ASSIGNED TASK :: Below is some data. Retype exactly the lines starting at the one with "nella sua definizione" and ending at the one with "#[cfg(test)]".

TASK INPUTS ::
═══

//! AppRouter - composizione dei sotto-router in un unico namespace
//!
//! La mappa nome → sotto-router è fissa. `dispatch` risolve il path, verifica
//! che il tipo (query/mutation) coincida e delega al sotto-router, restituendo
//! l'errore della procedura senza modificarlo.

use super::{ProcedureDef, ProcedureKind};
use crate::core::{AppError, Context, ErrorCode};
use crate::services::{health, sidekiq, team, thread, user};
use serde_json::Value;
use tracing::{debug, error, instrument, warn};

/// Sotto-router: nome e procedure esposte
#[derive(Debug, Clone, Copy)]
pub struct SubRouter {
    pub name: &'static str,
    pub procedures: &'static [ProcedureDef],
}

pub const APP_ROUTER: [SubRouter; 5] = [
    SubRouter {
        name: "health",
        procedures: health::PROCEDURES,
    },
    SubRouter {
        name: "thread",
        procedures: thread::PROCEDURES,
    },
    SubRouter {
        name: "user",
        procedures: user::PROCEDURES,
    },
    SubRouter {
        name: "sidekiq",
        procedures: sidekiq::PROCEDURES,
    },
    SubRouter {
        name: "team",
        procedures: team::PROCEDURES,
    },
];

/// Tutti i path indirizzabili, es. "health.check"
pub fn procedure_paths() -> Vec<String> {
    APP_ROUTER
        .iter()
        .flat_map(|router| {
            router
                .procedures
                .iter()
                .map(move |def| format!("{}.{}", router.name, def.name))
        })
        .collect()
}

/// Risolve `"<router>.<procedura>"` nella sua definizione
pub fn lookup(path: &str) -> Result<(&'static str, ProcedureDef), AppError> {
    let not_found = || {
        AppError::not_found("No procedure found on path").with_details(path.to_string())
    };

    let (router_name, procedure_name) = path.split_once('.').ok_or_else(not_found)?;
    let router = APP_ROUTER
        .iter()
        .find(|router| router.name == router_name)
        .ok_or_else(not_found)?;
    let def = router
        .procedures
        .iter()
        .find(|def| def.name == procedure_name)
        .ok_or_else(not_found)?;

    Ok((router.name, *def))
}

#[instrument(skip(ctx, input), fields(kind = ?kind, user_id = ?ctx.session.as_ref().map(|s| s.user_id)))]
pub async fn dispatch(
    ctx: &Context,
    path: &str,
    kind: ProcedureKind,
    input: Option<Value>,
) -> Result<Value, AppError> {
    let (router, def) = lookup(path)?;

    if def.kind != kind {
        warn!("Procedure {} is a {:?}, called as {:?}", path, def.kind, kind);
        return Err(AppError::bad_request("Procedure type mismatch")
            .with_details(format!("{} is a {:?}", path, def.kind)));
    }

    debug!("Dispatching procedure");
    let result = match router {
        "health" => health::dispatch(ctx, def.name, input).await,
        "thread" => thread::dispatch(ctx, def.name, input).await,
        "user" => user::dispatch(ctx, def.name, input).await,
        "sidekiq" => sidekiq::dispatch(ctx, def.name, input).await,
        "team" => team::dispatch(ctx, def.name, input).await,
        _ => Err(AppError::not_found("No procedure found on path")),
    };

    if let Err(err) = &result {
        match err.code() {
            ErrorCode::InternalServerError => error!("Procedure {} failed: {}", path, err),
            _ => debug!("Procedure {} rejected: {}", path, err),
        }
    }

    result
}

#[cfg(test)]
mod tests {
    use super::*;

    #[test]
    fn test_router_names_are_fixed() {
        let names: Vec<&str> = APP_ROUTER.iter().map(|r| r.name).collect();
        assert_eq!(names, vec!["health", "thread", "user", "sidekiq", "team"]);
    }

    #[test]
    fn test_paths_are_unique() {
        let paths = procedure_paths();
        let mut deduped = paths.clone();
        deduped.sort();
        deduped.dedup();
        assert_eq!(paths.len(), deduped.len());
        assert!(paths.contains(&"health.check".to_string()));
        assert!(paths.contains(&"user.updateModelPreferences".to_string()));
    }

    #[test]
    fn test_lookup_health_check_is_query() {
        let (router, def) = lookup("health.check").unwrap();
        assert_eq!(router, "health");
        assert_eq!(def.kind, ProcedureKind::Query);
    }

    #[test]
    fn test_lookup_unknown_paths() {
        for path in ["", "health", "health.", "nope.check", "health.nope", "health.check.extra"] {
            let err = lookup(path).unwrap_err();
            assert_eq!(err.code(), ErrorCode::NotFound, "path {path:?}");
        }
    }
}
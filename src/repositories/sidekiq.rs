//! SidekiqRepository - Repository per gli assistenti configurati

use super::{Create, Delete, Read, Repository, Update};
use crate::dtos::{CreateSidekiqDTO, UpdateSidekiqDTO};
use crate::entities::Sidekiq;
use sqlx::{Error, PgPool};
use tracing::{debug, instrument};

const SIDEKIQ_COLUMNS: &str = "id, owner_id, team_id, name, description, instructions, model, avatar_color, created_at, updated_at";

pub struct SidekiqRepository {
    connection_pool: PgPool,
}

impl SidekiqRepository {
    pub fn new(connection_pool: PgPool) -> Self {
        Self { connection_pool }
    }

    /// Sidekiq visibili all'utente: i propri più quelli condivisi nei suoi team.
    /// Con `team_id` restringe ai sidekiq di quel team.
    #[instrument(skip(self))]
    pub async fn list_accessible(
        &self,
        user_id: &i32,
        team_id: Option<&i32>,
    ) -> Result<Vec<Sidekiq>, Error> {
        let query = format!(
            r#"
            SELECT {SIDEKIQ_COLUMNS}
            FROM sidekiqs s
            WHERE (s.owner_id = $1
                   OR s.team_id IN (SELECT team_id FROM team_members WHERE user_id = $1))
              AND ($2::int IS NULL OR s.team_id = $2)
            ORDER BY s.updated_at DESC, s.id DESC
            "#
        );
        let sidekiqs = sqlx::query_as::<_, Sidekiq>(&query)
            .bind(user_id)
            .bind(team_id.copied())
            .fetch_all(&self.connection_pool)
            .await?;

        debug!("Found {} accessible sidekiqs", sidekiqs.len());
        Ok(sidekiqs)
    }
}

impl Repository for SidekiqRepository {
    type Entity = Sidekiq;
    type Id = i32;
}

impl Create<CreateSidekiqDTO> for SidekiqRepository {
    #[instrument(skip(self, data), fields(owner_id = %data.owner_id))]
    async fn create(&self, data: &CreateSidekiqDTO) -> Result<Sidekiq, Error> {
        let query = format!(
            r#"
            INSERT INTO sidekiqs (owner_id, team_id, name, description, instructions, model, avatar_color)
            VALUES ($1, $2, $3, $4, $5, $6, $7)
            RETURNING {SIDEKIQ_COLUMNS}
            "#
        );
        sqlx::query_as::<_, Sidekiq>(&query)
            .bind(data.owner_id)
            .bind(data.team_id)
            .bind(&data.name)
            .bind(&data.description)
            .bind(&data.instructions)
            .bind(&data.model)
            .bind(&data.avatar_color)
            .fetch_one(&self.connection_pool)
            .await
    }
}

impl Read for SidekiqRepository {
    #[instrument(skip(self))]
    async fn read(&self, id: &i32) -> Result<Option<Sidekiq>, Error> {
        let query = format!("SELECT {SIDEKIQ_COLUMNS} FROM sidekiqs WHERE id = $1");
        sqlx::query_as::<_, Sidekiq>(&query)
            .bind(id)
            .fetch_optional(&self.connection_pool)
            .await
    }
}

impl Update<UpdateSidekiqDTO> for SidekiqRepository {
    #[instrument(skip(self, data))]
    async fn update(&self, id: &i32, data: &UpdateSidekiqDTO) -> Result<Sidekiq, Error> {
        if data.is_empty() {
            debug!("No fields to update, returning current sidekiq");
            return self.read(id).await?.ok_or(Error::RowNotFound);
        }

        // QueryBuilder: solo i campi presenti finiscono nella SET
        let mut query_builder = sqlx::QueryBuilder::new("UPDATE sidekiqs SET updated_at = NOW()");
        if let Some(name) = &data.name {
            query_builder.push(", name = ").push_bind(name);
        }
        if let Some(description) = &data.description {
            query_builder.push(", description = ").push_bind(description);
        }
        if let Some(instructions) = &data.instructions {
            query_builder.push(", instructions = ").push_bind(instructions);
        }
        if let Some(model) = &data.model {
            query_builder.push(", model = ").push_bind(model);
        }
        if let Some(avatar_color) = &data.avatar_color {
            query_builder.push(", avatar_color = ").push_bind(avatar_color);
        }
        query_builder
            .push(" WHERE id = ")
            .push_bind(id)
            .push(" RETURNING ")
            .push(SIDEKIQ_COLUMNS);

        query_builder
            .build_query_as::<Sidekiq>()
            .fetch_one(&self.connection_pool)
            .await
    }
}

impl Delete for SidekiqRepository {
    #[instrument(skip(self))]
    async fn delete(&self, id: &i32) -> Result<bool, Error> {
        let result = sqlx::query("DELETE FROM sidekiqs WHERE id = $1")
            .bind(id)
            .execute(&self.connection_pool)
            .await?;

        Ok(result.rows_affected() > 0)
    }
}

═══

SOLUTION FOR THIS PROBLEM ::
/// Risolve `"<router>.<procedura>"` nella sua definizione
pub fn lookup(path: &str) -> Result<(&'static str, ProcedureDef), AppError> {
    let not_found = || {
        AppError::not_found("No procedure found on path").with_details(path.to_string())
    };

    let (router_name, procedure_name) = path.split_once('.').ok_or_else(not_found)?;
    let router = APP_ROUTER
        .iter()
        .find(|router| router.name == router_name)
        .ok_or_else(not_found)?;
    let def = router
        .procedures
        .iter()
        .find(|def| def.name == procedure_name)
        .ok_or_else(not_found)?;

    Ok((router.name, *def))
}

#[instrument(skip(ctx, input), fields(kind = ?kind, user_id = ?ctx.session.as_ref().map(|s| s.user_id)))]
pub async fn dispatch(
    ctx: &Context,
    path: &str,
    kind: ProcedureKind,
    input: Option<Value>,
) -> Result<Value, AppError> {
    let (router, def) = lookup(path)?;

    if def.kind != kind {
        warn!("Procedure {} is a {:?}, called as {:?}", path, def.kind, kind);
        return Err(AppError::bad_request("Procedure type mismatch")
            .with_details(format!("{} is a {:?}", path, def.kind)));
    }

    debug!("Dispatching procedure");
    let result = match router {
        "health" => health::dispatch(ctx, def.name, input).await,
        "thread" => thread::dispatch(ctx, def.name, input).await,
        "user" => user::dispatch(ctx, def.name, input).await,
        "sidekiq" => sidekiq::dispatch(ctx, def.name, input).await,
        "team" => team::dispatch(ctx, def.name, input).await,
        _ => Err(AppError::not_found("No procedure found on path")),
    };

    if let Err(err) = &result {
        match err.code() {
            ErrorCode::InternalServerError => error!("Procedure {} failed: {}", path, err),
            _ => debug!("Procedure {} rejected: {}", path, err),
        }
    }

    result
}

#[cfg(test)]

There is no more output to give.